Литмир - Электронная Библиотека

— Бегать не надо, муж Федор. Тебе сегодня хватит.

— Спасибо, Федя. Я на несколько минут. Мне еще собраться. И чаю не надо.

— Значит, посидим на дорожку. — Тоня ухватила за рукав «мужа Федора», собравшегося снова на диван. — Дядя Федя, не уходи, потом выспишься. Посиди с нами.

— Хорошо, хорошо, Тонюшка. Алексей, может, все-таки сбегать?

— Так, Пермяков, — спросила Галина, когда они уселись в комнате, — что ты натворил?

— Я уволился. Завтра ухожу из Братска.

— Как уходишь, папа?!

— Пешком, Тоня. — Алексей Данилович смущенно улыбнулся. — Вот, решил в странники записаться.

— Я-асно, Пермяков, — Галина скрестила на груди тоже раздобревшие белые и круглые руки, — опять за свое. Опять неймется. Давай опять мир удивлять.

— Пешком-пешком?! Папа, и ночевать будешь проситься? И с посохом по тропинке? Папочка, возьми! Так интересно!

— Сначала двойки исправь, Антонина.

— И далеко собрался, Алексей? — Федор замерз, хватался руками за полные плечи, унимая дрожь.

— На Средне-Русскую возвышенность. — Алексей Данилович уже каялся, что зашел, надо было Тоню у школы встретить, поболтали бы, посмеялись — внезапная смешливость настигала их, когда они ходили вдвоем, все им казалось милым, смешным: школьные Тонины незначительности, его юмористические отчеты о житье-бытье монтажников.
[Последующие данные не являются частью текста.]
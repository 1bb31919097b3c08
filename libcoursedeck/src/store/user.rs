//! The authenticated-user slice
//!
//! Login, registration, and logout. A successful login also writes the
//! session cache so scoped fetches in other slices can pick up the
//! teacher identity; that side effect lives in the op, never in the
//! reducer.

use tracing::warn;

use crate::api::AuthApi;
use crate::error::ApiError;
use crate::session::SessionStore;
use crate::store::Dispatcher;
use crate::types::{Credentials, Registration, UserInfo};

#[derive(Debug, Clone, PartialEq, Default)]
pub struct UserState {
    /// The logged-in user, exactly as the backend returned it.
    pub user_info: Option<UserInfo>,
    pub loading: bool,
    pub error: Option<ApiError>,
    pub success: Option<String>,
    /// Highest request sequence issued against this slice.
    pub issued: u64,
}

impl UserState {
    pub fn new() -> Self {
        Self::default()
    }

    pub fn is_authenticated(&self) -> bool {
        self.user_info.is_some()
    }

    /// The teacher identity of the logged-in user.
    pub fn teacher_id(&self) -> Option<&str> {
        self.user_info.as_ref().map(|info| info.data.id.as_str())
    }
}

#[derive(Debug, Clone, PartialEq)]
pub enum UserAction {
    LoginPending { seq: u64 },
    LoginFulfilled { seq: u64, info: UserInfo },
    LoginRejected { seq: u64, error: ApiError },

    RegisterPending { seq: u64 },
    RegisterFulfilled { seq: u64 },
    RegisterRejected { seq: u64, error: ApiError },

    /// Local action; no request involved.
    LoggedOut,

    /// Identity picked up from the session cache at startup. No
    /// request, no banners.
    Restored { info: UserInfo },
}

pub fn reduce(state: UserState, action: UserAction) -> UserState {
    match action {
        UserAction::LoginPending { seq } | UserAction::RegisterPending { seq } => UserState {
            issued: state.issued.max(seq),
            loading: true,
            error: None,
            success: None,
            ..state
        },

        UserAction::LoginFulfilled { seq, info } => {
            // The identity always lands; the status belongs to the
            // newest request.
            let state = UserState {
                user_info: Some(info),
                ..state
            };
            if seq == state.issued {
                UserState {
                    loading: false,
                    success: Some("Login successful!".to_string()),
                    ..state
                }
            } else {
                state
            }
        }

        UserAction::RegisterFulfilled { seq } => {
            if seq == state.issued {
                UserState {
                    loading: false,
                    success: Some("Registration successful!".to_string()),
                    ..state
                }
            } else {
                state
            }
        }

        UserAction::LoginRejected { seq, error } | UserAction::RegisterRejected { seq, error } => {
            if seq == state.issued {
                UserState {
                    loading: false,
                    error: Some(error),
                    ..state
                }
            } else {
                state
            }
        }

        UserAction::LoggedOut => UserState {
            user_info: None,
            error: None,
            success: None,
            ..state
        },

        UserAction::Restored { info } => UserState {
            user_info: Some(info),
            ..state
        },
    }
}

/// Log in and cache the returned record in the session store.
///
/// A cache write failure does not fail the login; later scoped fetches
/// will reject with a missing-identity error instead.
pub async fn login<A>(
    dispatcher: &Dispatcher,
    api: &A,
    session: &SessionStore,
    credentials: Credentials,
) -> u64
where
    A: AuthApi + ?Sized,
{
    let seq = dispatcher.issue_user_seq();
    dispatcher.dispatch(UserAction::LoginPending { seq });

    match api.login(&credentials).await {
        Ok(info) => {
            if let Err(error) = session.store(&info) {
                warn!(%error, "login succeeded but the session cache write failed");
            }
            dispatcher.dispatch(UserAction::LoginFulfilled { seq, info });
        }
        Err(error) => {
            warn!(seq, %error, "login failed");
            dispatcher.dispatch(UserAction::LoginRejected { seq, error });
        }
    }
    seq
}

pub async fn register<A>(dispatcher: &Dispatcher, api: &A, registration: Registration) -> u64
where
    A: AuthApi + ?Sized,
{
    let seq = dispatcher.issue_user_seq();
    dispatcher.dispatch(UserAction::RegisterPending { seq });

    match api.register(&registration).await {
        Ok(()) => dispatcher.dispatch(UserAction::RegisterFulfilled { seq }),
        Err(error) => {
            warn!(seq, %error, "registration failed");
            dispatcher.dispatch(UserAction::RegisterRejected { seq, error });
        }
    }
    seq
}

/// Drop the cached session and the in-memory identity.
pub fn logout(dispatcher: &Dispatcher, session: &SessionStore) {
    if let Err(error) = session.clear() {
        warn!(%error, "session cache clear failed");
    }
    dispatcher.dispatch(UserAction::LoggedOut);
}

#[cfg(test)]
mod tests {
    use super::*;
    use crate::api::MockApi;
    use crate::store::Store;
    use crate::types::UserRecord;
    use tempfile::tempdir;

    fn info(id: &str) -> UserInfo {
        UserInfo {
            data: UserRecord {
                id: id.to_string(),
                name: "Ada".to_string(),
                email: "ada@example.com".to_string(),
                extra: Default::default(),
            },
            extra: Default::default(),
        }
    }

    #[test]
    fn test_login_lifecycle() {
        let mut state = UserState::new();

        state = reduce(state, UserAction::LoginPending { seq: 1 });
        assert!(state.loading);

        state = reduce(
            state,
            UserAction::LoginFulfilled {
                seq: 1,
                info: info("t1"),
            },
        );
        assert!(!state.loading);
        assert!(state.is_authenticated());
        assert_eq!(state.teacher_id(), Some("t1"));
        assert_eq!(state.success.as_deref(), Some("Login successful!"));
    }

    #[test]
    fn test_login_rejected_records_error() {
        let mut state = UserState::new();

        state = reduce(state, UserAction::LoginPending { seq: 1 });
        state = reduce(
            state,
            UserAction::LoginRejected {
                seq: 1,
                error: ApiError::fallback(),
            },
        );

        assert!(!state.loading);
        assert!(!state.is_authenticated());
        assert_eq!(state.error, Some(ApiError::fallback()));
    }

    #[test]
    fn test_logged_out_clears_identity_and_banners() {
        let mut state = UserState {
            user_info: Some(info("t1")),
            success: Some("Login successful!".to_string()),
            ..UserState::new()
        };

        state = reduce(state, UserAction::LoggedOut);
        assert!(!state.is_authenticated());
        assert!(state.success.is_none());
        assert!(state.error.is_none());
    }

    #[test]
    fn test_restored_identity_raises_no_banner() {
        let mut state = UserState::new();

        state = reduce(state, UserAction::Restored { info: info("t1") });

        assert!(state.is_authenticated());
        assert_eq!(state.teacher_id(), Some("t1"));
        assert!(state.success.is_none());
        assert!(!state.loading);
    }

    #[test]
    fn test_stale_login_rejection_does_not_raise_error() {
        let mut state = UserState::new();

        state = reduce(state, UserAction::LoginPending { seq: 1 });
        state = reduce(state, UserAction::LoginPending { seq: 2 });

        state = reduce(
            state,
            UserAction::LoginRejected {
                seq: 1,
                error: ApiError::fallback(),
            },
        );
        assert!(state.error.is_none());
        assert!(state.loading);

        state = reduce(
            state,
            UserAction::LoginFulfilled {
                seq: 2,
                info: info("t1"),
            },
        );
        assert!(!state.loading);
        assert!(state.is_authenticated());
    }

    #[tokio::test]
    async fn test_login_op_caches_session() {
        let dir = tempdir().unwrap();
        let session = SessionStore::new(dir.path().join("session.json"));

        let mut store = Store::new();
        let dispatcher = store.dispatcher();
        let api = MockApi::new().with_login(info("t1"));

        login(
            &dispatcher,
            &api,
            &session,
            Credentials::new("ada@example.com", "pw"),
        )
        .await;
        store.drain();

        assert!(store.state().user.is_authenticated());
        assert_eq!(session.teacher_id().as_deref(), Some("t1"));
    }

    #[tokio::test]
    async fn test_failed_login_leaves_session_empty() {
        let dir = tempdir().unwrap();
        let session = SessionStore::new(dir.path().join("session.json"));

        let mut store = Store::new();
        let dispatcher = store.dispatcher();
        let api = MockApi::new();
        api.fail_with(ApiError::fallback());

        login(
            &dispatcher,
            &api,
            &session,
            Credentials::new("ada@example.com", "pw"),
        )
        .await;
        store.drain();

        assert!(!store.state().user.is_authenticated());
        assert!(session.teacher_id().is_none());
    }

    #[tokio::test]
    async fn test_logout_op_clears_cache_and_state() {
        let dir = tempdir().unwrap();
        let session = SessionStore::new(dir.path().join("session.json"));

        let mut store = Store::new();
        let dispatcher = store.dispatcher();
        let api = MockApi::new().with_login(info("t1"));

        login(
            &dispatcher,
            &api,
            &session,
            Credentials::new("ada@example.com", "pw"),
        )
        .await;
        logout(&dispatcher, &session);
        store.drain();

        assert!(!store.state().user.is_authenticated());
        assert!(session.teacher_id().is_none());
    }

    #[tokio::test]
    async fn test_register_op_reports_banner() {
        let mut store = Store::new();
        let dispatcher = store.dispatcher();
        let api = MockApi::new();

        register(
            &dispatcher,
            &api,
            Registration::new("Ada", "ada@example.com", "pw"),
        )
        .await;
        store.drain();

        let user = &store.state().user;
        assert!(!user.loading);
        assert_eq!(user.success.as_deref(), Some("Registration successful!"));
        assert!(!user.is_authenticated());
    }
}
Галине мог бы позвонить, поставить в известность — пошел да пошел, послушал бы ее напор, не видя этого раздобревшего тела, этой какой-то торжествующей упитанности, не видя черных, недоброжелательно округленных глаз. Он нервничал, видя ее, возникали в нем тихие, печально сосущие сердце робость и виноватость, хотя вроде а не проказил, стекол в актовом зале не бил и непристойностей на школьном заборе не писал.

— Завидую, Алексей. — Федор все мерз и мерз. — По весне пойдешь. Ледоходы, трава на буграх зеленеет, жаворонки… Как хочешь, Алексей, а я сбегаю.
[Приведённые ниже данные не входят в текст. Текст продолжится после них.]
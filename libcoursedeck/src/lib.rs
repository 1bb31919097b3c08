//! Coursedeck - course management tools for teachers
//!
//! This library provides the state store, REST gateway, and session
//! handling behind the coursedeck terminal UI and command-line tools.

pub mod api;
pub mod config;
pub mod error;
pub mod logging;
pub mod session;
pub mod store;
pub mod types;

// Re-export commonly used types
pub use api::{CourseServiceApi, HttpApi, MockApi};
pub use config::Config;
pub use error::{ApiError, CoursedeckError, Result};
pub use session::SessionStore;
pub use store::{Action, Dispatcher, RootState, Store};
pub use types::{Course, Module, ModuleDraft, ModuleUpdate, Profile, UserInfo};
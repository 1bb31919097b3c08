//! Mock gateway implementation for testing
//!
//! Configurable in-memory stand-in for the course service: seeded data,
//! simulated failures and delays, and call recording so tests can verify
//! store behavior without network access.

use async_trait::async_trait;
use chrono::Utc;
use serde_json::Value;
use std::sync::{Arc, Mutex};
use std::time::Duration;
use tokio::time::sleep;

use crate::error::ApiError;
use crate::types::{
    Course, Credentials, Module, ModuleDraft, ModuleUpdate, Profile, Registration, UserInfo,
    UserRecord,
};

use super::{ApiResult, AuthApi, CoursesApi, ModulesApi, ProfileApi};

/// Mock course service gateway. Clones share the same underlying state,
/// so tests can keep a handle while the store owns another.
#[derive(Debug, Clone, Default)]
pub struct MockApi {
    modules: Arc<Mutex<Vec<Module>>>,
    courses: Arc<Mutex<Vec<Course>>>,
    login_result: Arc<Mutex<Option<UserInfo>>>,
    profile_result: Arc<Mutex<Option<Profile>>>,
    failure: Arc<Mutex<Option<ApiError>>>,
    delay: Arc<Mutex<Duration>>,
    calls: Arc<Mutex<Vec<String>>>,
}

impl MockApi {
    pub fn new() -> Self {
        Self::default()
    }

    /// Seed the gateway with existing modules.
    pub fn with_modules(self, modules: Vec<Module>) -> Self {
        *self.modules.lock().unwrap() = modules;
        self
    }

    /// Seed the gateway with existing courses.
    pub fn with_courses(self, courses: Vec<Course>) -> Self {
        *self.courses.lock().unwrap() = courses;
        self
    }

    /// Fix the record the next login returns.
    pub fn with_login(self, info: UserInfo) -> Self {
        *self.login_result.lock().unwrap() = Some(info);
        self
    }

    /// Fix the record profile lookups return.
    pub fn with_profile(self, profile: Profile) -> Self {
        *self.profile_result.lock().unwrap() = Some(profile);
        self
    }

    /// Make every call fail with the given error until cleared.
    pub fn fail_with(&self, error: ApiError) {
        *self.failure.lock().unwrap() = Some(error);
    }

    pub fn clear_failure(&self) {
        *self.failure.lock().unwrap() = None;
    }

    /// Delay every call, simulating network latency. Useful for
    /// exercising overlapping requests.
    pub fn set_delay(&self, delay: Duration) {
        *self.delay.lock().unwrap() = delay;
    }

    /// Names of the calls made so far, in order.
    pub fn calls(&self) -> Vec<String> {
        self.calls.lock().unwrap().clone()
    }

    pub fn call_count(&self, name: &str) -> usize {
        self.calls
            .lock()
            .unwrap()
            .iter()
            .filter(|c| c.as_str() == name)
            .count()
    }

    /// Snapshot of the stored modules, for verifying effects.
    pub fn stored_modules(&self) -> Vec<Module> {
        self.modules.lock().unwrap().clone()
    }

    async fn begin(&self, call: &str) -> ApiResult<()> {
        self.calls.lock().unwrap().push(call.to_string());

        let delay = *self.delay.lock().unwrap();
        if !delay.is_zero() {
            sleep(delay).await;
        }

        match self.failure.lock().unwrap().clone() {
            Some(error) => Err(error),
            None => Ok(()),
        }
    }
}

#[async_trait]
impl ModulesApi for MockApi {
    async fn create_module(&self, draft: &ModuleDraft) -> ApiResult<Module> {
        self.begin("create_module").await?;

        let mut extra = draft.extra.clone();
        extra.insert(
            "createdAt".to_string(),
            Value::String(Utc::now().to_rfc3339()),
        );
        let module = Module {
            id: format!("mock-{}", uuid::Uuid::new_v4()),
            course_id: draft.course_id.clone(),
            teacher_id: draft.teacher_id.clone(),
            title: draft.title.clone(),
            content: draft.content.clone(),
            extra,
        };
        self.modules.lock().unwrap().push(module.clone());
        Ok(module)
    }

    async fn modules_by_course(
        &self,
        course_id: &str,
        teacher_id: &str,
    ) -> ApiResult<Vec<Module>> {
        self.begin("modules_by_course").await?;

        let modules = self.modules.lock().unwrap();
        Ok(modules
            .iter()
            .filter(|m| m.course_id == course_id && m.teacher_id == teacher_id)
            .cloned()
            .collect())
    }

    async fn delete_module(&self, module_id: &str) -> ApiResult<()> {
        self.begin("delete_module").await?;

        self.modules.lock().unwrap().retain(|m| m.id != module_id);
        Ok(())
    }

    async fn update_module(&self, module_id: &str, update: &ModuleUpdate) -> ApiResult<Module> {
        self.begin("update_module").await?;

        let mut modules = self.modules.lock().unwrap();
        match modules.iter_mut().find(|m| m.id == module_id) {
            Some(module) => {
                if let Some(title) = &update.title {
                    module.title = title.clone();
                }
                if let Some(content) = &update.content {
                    module.content = Some(content.clone());
                }
                for (key, value) in &update.extra {
                    module.extra.insert(key.clone(), value.clone());
                }
                Ok(module.clone())
            }
            // The service upserts nothing, but it still answers with the
            // shape a caller sent. Keeps the no-local-match path reachable.
            None => Ok(Module {
                id: module_id.to_string(),
                course_id: update.course_id.clone(),
                teacher_id: update.teacher_id.clone(),
                title: update.title.clone().unwrap_or_default(),
                content: update.content.clone(),
                extra: update.extra.clone(),
            }),
        }
    }
}

#[async_trait]
impl AuthApi for MockApi {
    async fn login(&self, credentials: &Credentials) -> ApiResult<UserInfo> {
        self.begin("login").await?;

        let configured = self.login_result.lock().unwrap().clone();
        Ok(configured.unwrap_or_else(|| UserInfo {
            data: UserRecord {
                id: "mock-teacher".to_string(),
                name: "Mock Teacher".to_string(),
                email: credentials.email.clone(),
                extra: Default::default(),
            },
            extra: Default::default(),
        }))
    }

    async fn register(&self, _registration: &Registration) -> ApiResult<()> {
        self.begin("register").await?;
        Ok(())
    }
}

#[async_trait]
impl CoursesApi for MockApi {
    async fn courses_by_teacher(&self, teacher_id: &str) -> ApiResult<Vec<Course>> {
        self.begin("courses_by_teacher").await?;

        let courses = self.courses.lock().unwrap();
        Ok(courses
            .iter()
            .filter(|c| c.teacher_id == teacher_id)
            .cloned()
            .collect())
    }
}

#[async_trait]
impl ProfileApi for MockApi {
    async fn profile(&self, user_id: &str) -> ApiResult<Profile> {
        self.begin("profile").await?;

        let configured = self.profile_result.lock().unwrap().clone();
        Ok(configured.unwrap_or_else(|| Profile {
            id: user_id.to_string(),
            name: "Mock Teacher".to_string(),
            email: "teacher@example.com".to_string(),
            extra: Default::default(),
        }))
    }
}

#[cfg(test)]
mod tests {
    use super::*;

    fn module(id: &str, course_id: &str, title: &str) -> Module {
        Module {
            id: id.to_string(),
            course_id: course_id.to_string(),
            teacher_id: "t1".to_string(),
            title: title.to_string(),
            content: None,
            extra: Default::default(),
        }
    }

    #[tokio::test]
    async fn test_create_assigns_id_and_stores() {
        let api = MockApi::new();
        let draft = ModuleDraft::new("c1", "t1", "Intro");

        let created = api.create_module(&draft).await.unwrap();
        assert!(created.id.starts_with("mock-"));
        assert!(created.extra.contains_key("createdAt"));

        let stored = api.stored_modules();
        assert_eq!(stored.len(), 1);
        assert_eq!(stored[0].title, "Intro");
    }

    #[tokio::test]
    async fn test_fetch_filters_by_course_and_teacher() {
        let mut other = module("m2", "c1", "Other teacher");
        other.teacher_id = "t2".to_string();
        let api = MockApi::new().with_modules(vec![
            module("m1", "c1", "Mine"),
            module("m3", "c2", "Different course"),
            other,
        ]);

        let found = api.modules_by_course("c1", "t1").await.unwrap();
        assert_eq!(found.len(), 1);
        assert_eq!(found[0].id, "m1");
    }

    #[tokio::test]
    async fn test_delete_removes_stored_module() {
        let api =
            MockApi::new().with_modules(vec![module("m1", "c1", "A"), module("m2", "c1", "B")]);

        api.delete_module("m1").await.unwrap();
        let stored = api.stored_modules();
        assert_eq!(stored.len(), 1);
        assert_eq!(stored[0].id, "m2");

        // Deleting an unknown id is not an error.
        api.delete_module("missing").await.unwrap();
    }

    #[tokio::test]
    async fn test_update_applies_changed_fields() {
        let api = MockApi::new().with_modules(vec![module("m1", "c1", "Old title")]);

        let mut update = ModuleUpdate::new("c1", "t1");
        update.title = Some("New title".to_string());
        let updated = api.update_module("m1", &update).await.unwrap();
        assert_eq!(updated.title, "New title");
        assert_eq!(api.stored_modules()[0].title, "New title");
    }

    #[tokio::test]
    async fn test_configured_failure_applies_to_every_call() {
        let api = MockApi::new();
        api.fail_with(ApiError::fallback());

        let err = api.modules_by_course("c1", "t1").await.unwrap_err();
        assert_eq!(err, ApiError::fallback());
        let err = api.delete_module("m1").await.unwrap_err();
        assert_eq!(err, ApiError::fallback());

        api.clear_failure();
        assert!(api.modules_by_course("c1", "t1").await.is_ok());
    }

    #[tokio::test]
    async fn test_calls_are_recorded_in_order() {
        let api = MockApi::new();
        let _ = api.modules_by_course("c1", "t1").await;
        let _ = api.create_module(&ModuleDraft::new("c1", "t1", "A")).await;
        let _ = api.modules_by_course("c1", "t1").await;

        assert_eq!(
            api.calls(),
            vec!["modules_by_course", "create_module", "modules_by_course"]
        );
        assert_eq!(api.call_count("modules_by_course"), 2);
    }

    #[tokio::test]
    async fn test_delay_is_observable() {
        let api = MockApi::new();
        api.set_delay(Duration::from_millis(50));

        let start = std::time::Instant::now();
        api.delete_module("m1").await.unwrap();
        assert!(start.elapsed() >= Duration::from_millis(50));
    }

    #[tokio::test]
    async fn test_login_synthesizes_record_when_unconfigured() {
        let api = MockApi::new();
        let info = api
            .login(&Credentials::new("ada@example.com", "pw"))
            .await
            .unwrap();
        assert_eq!(info.data.id, "mock-teacher");
        assert_eq!(info.data.email, "ada@example.com");
    }
}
— У тебя похмелье, муж Федор. Не надо в него втягивать других.

— Что ты его все обрываешь? — Тоня покраснела, выпрямилась на стуле. — Дядя Федя добрый, умный, мягкий человек. Слышишь, папа?

— Слышу, — как и Федор, Алексей Данилович склонил голову, с усилием тер лоб: «Ну, я напрощаюсь сегодня до бессонницы».
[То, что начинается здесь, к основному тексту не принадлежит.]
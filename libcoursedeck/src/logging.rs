//! Logging setup shared by the Coursedeck binaries
//!
//! All output goes to stderr so stdout stays clean for piped data.
//! Format and level come from `COURSEDECK_LOG_FORMAT` / `COURSEDECK_LOG_LEVEL`
//! unless a binary passes explicit values.

use std::str::FromStr;

use tracing_subscriber::EnvFilter;

#[derive(Debug, Clone, Copy, PartialEq, Eq)]
pub enum LogFormat {
    /// Plain text (no colors, for piping)
    Text,
    /// One JSON object per line
    Json,
    /// Pretty-printed with colors (for development)
    Pretty,
}

impl FromStr for LogFormat {
    type Err = String;

    fn from_str(s: &str) -> Result<Self, Self::Err> {
        match s.to_lowercase().as_str() {
            "text" => Ok(LogFormat::Text),
            "json" => Ok(LogFormat::Json),
            "pretty" => Ok(LogFormat::Pretty),
            _ => Err(format!(
                "Invalid log format: '{}'. Valid options: text, json, pretty",
                s
            )),
        }
    }
}

impl std::fmt::Display for LogFormat {
    fn fmt(&self, f: &mut std::fmt::Formatter<'_>) -> std::fmt::Result {
        match self {
            LogFormat::Text => write!(f, "text"),
            LogFormat::Json => write!(f, "json"),
            LogFormat::Pretty => write!(f, "pretty"),
        }
    }
}

/// Initialize the tracing subscriber with an explicit format and level.
///
/// `RUST_LOG` still wins when set, so per-module filtering keeps working.
///
/// # Panics
///
/// Panics if a subscriber has already been installed.
pub fn init(format: LogFormat, level: &str) {
    let filter = EnvFilter::try_from_default_env().unwrap_or_else(|_| EnvFilter::new(level));

    match format {
        LogFormat::Json => {
            tracing_subscriber::fmt()
                .json()
                .with_env_filter(filter)
                .with_writer(std::io::stderr)
                .flatten_event(true)
                .with_target(true)
                .init();
        }
        LogFormat::Pretty => {
            tracing_subscriber::fmt()
                .pretty()
                .with_env_filter(filter)
                .with_writer(std::io::stderr)
                .with_target(true)
                .with_line_number(true)
                .init();
        }
        LogFormat::Text => {
            tracing_subscriber::fmt()
                .with_env_filter(filter)
                .with_writer(std::io::stderr)
                .with_target(false)
                .init();
        }
    }
}

/// Initialize logging from the environment.
///
/// Reads `COURSEDECK_LOG_FORMAT` (text, json, pretty) and
/// `COURSEDECK_LOG_LEVEL`, defaulting to text at info level.
pub fn init_from_env() {
    let format = std::env::var("COURSEDECK_LOG_FORMAT")
        .ok()
        .and_then(|s| s.parse().ok())
        .unwrap_or(LogFormat::Text);

    let level = std::env::var("COURSEDECK_LOG_LEVEL").unwrap_or_else(|_| "info".to_string());

    init(format, &level);
}
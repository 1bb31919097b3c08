//! The courses slice
//!
//! The course list for the logged-in teacher, plus which course the
//! dashboard currently has selected. Selection is a local action; only
//! the list fetch goes to the backend.

use tracing::warn;

use crate::api::CoursesApi;
use crate::error::ApiError;
use crate::session::SessionStore;
use crate::store::Dispatcher;
use crate::types::Course;

#[derive(Debug, Clone, PartialEq, Default)]
pub struct CoursesState {
    pub courses: Vec<Course>,
    /// Course id the dashboard is focused on.
    pub selected: Option<String>,
    pub loading: bool,
    pub error: Option<ApiError>,
    /// Highest request sequence issued against this slice.
    pub issued: u64,
}

impl CoursesState {
    pub fn new() -> Self {
        Self::default()
    }

    /// The currently selected course, when it is in the list.
    pub fn selected_course(&self) -> Option<&Course> {
        let id = self.selected.as_deref()?;
        self.courses.iter().find(|c| c.id == id)
    }
}

#[derive(Debug, Clone, PartialEq)]
pub enum CoursesAction {
    FetchPending { seq: u64 },
    FetchFulfilled { seq: u64, courses: Vec<Course> },
    FetchRejected { seq: u64, error: ApiError },

    /// Local action; no request involved.
    CourseSelected { course_id: String },
}

pub fn reduce(state: CoursesState, action: CoursesAction) -> CoursesState {
    match action {
        CoursesAction::FetchPending { seq } => CoursesState {
            issued: state.issued.max(seq),
            loading: true,
            error: None,
            ..state
        },

        CoursesAction::FetchFulfilled { seq, courses } => {
            let state = CoursesState { courses, ..state };
            if seq == state.issued {
                CoursesState {
                    loading: false,
                    ..state
                }
            } else {
                state
            }
        }

        CoursesAction::FetchRejected { seq, error } => {
            if seq == state.issued {
                CoursesState {
                    loading: false,
                    error: Some(error),
                    ..state
                }
            } else {
                state
            }
        }

        CoursesAction::CourseSelected { course_id } => CoursesState {
            selected: Some(course_id),
            ..state
        },
    }
}

/// Replace the list with the courses of the teacher in the session cache.
pub async fn fetch_courses<A>(dispatcher: &Dispatcher, api: &A, session: &SessionStore) -> u64
where
    A: CoursesApi + ?Sized,
{
    let seq = dispatcher.issue_courses_seq();
    dispatcher.dispatch(CoursesAction::FetchPending { seq });

    let teacher_id = match session.teacher_id() {
        Some(id) => id,
        None => {
            warn!(seq, "no teacher identity in session; refusing to fetch courses");
            dispatcher.dispatch(CoursesAction::FetchRejected {
                seq,
                error: ApiError::MissingTeacherId,
            });
            return seq;
        }
    };

    match api.courses_by_teacher(&teacher_id).await {
        Ok(courses) => dispatcher.dispatch(CoursesAction::FetchFulfilled { seq, courses }),
        Err(error) => {
            warn!(seq, %error, "course fetch failed");
            dispatcher.dispatch(CoursesAction::FetchRejected { seq, error });
        }
    }
    seq
}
— Что же ты забыл, Пермяков, на этой возвышенности?

— Встряхнуться хочу. Ритм сменить. Может, жизнь интереснее станет.

— И обязательно надо уволиться?

— Я долго прохожу. Ждать никто не будет.

— Уж не от алиментов ли бежишь, Пермяков? — она засмеялась, но глаза остались настороженно-круглыми.

— Кстати вспомнила. За полгода я перевел. А там ясность, надеюсь, появится.

— Когда появится, позови в гости, папа.

— Может, я еще вернусь.

— А если там останешься — позовешь? Вместе с дядей Федей?

— Конечно!

— Спасибо, Алексей, от души спасибо! — Федор неожиданно воодушевился, румянец появился на рыхлых добрых щеках. — Позволь руку, Алексей. От души?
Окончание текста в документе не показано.